Claim Already Received By Payer?: As discussed in the procedures above, if the claim has already been received by the payer, you’ll also need to identify the Payer Claim Control Number before proceeding, in order to file a corrected claim. If any payments and adjustments are already posted against the charges, you’ll need to unlink them from the invalid charge as well. See the procedures above to learn how.
Post New Charges for the Visit
In the Billing History section of the patient’s chart, double-click on the encounter to edit it. Verify that you are working with the correct encounter using the information you noted above. Enter the new charges. Be sure and link procedures to the appropriate diagnoses.
Alternatively, you can post new charges in the Post Charges (chuck
) program, but you will need to manually enter the encounter date, diagnoses, provider, and location.

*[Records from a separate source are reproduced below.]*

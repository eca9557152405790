//! GPIO assignments for the CocktailBot relay board.
//!
//! Single source of truth: the factory pump table and the relay
//! adapter reference this module rather than hard-coding pin numbers.

// ---------------------------------------------------------------------------
// Pump relays (one active-HIGH relay per peristaltic pump)
// ---------------------------------------------------------------------------

/// Relay GPIOs in pump order: index 0 drives pump 1.
///
/// Chosen from the ESP32-S3 pins that are free of strapping and
/// flash/PSRAM duties.
pub const PUMP_RELAY_GPIOS: [u8; 15] = [4, 5, 6, 7, 15, 16, 17, 18, 8, 9, 10, 11, 12, 13, 14];

/// The relay board switches on a HIGH level.
pub const RELAY_ACTIVE_LOW: bool = false;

If Already Submitted and Acknowledged By the Payer, Enter the Payer Claim Control Number
If the claim has already been acknowledged by the payer, you must add a Claim Delay Reason and the Payer Claim Control Number to all charges for the encounter. In oops
, press F5 – Visit Status, select all charges, and page down to adjust the Reference Number and Claim Delay Reason fields.
See the procedure above to learn more.
Rebatch and Resubmit the Claim
After you make changes to a visit’s charges, such as adding a missing diagnosis code, deleting an incorrect procedure code, or changing the responsible party, you must re-batch the claim so it can be submitted. You should also record what happened in the account record.
If a claim was already sent, you should first add a payer claim control number to all charges.
Then you can press F2 – Generate Claim and select charges or enter a claim ID or date. The charges will be “rebatched” on your system, and the claim will be processed and submitted the next time you Submit Claims.
If you select charges from multiple encounters, PCC will create separate claims based on patient, provider, and (as of PCC 9.4) place of service.
To see additional details, read the procedure above.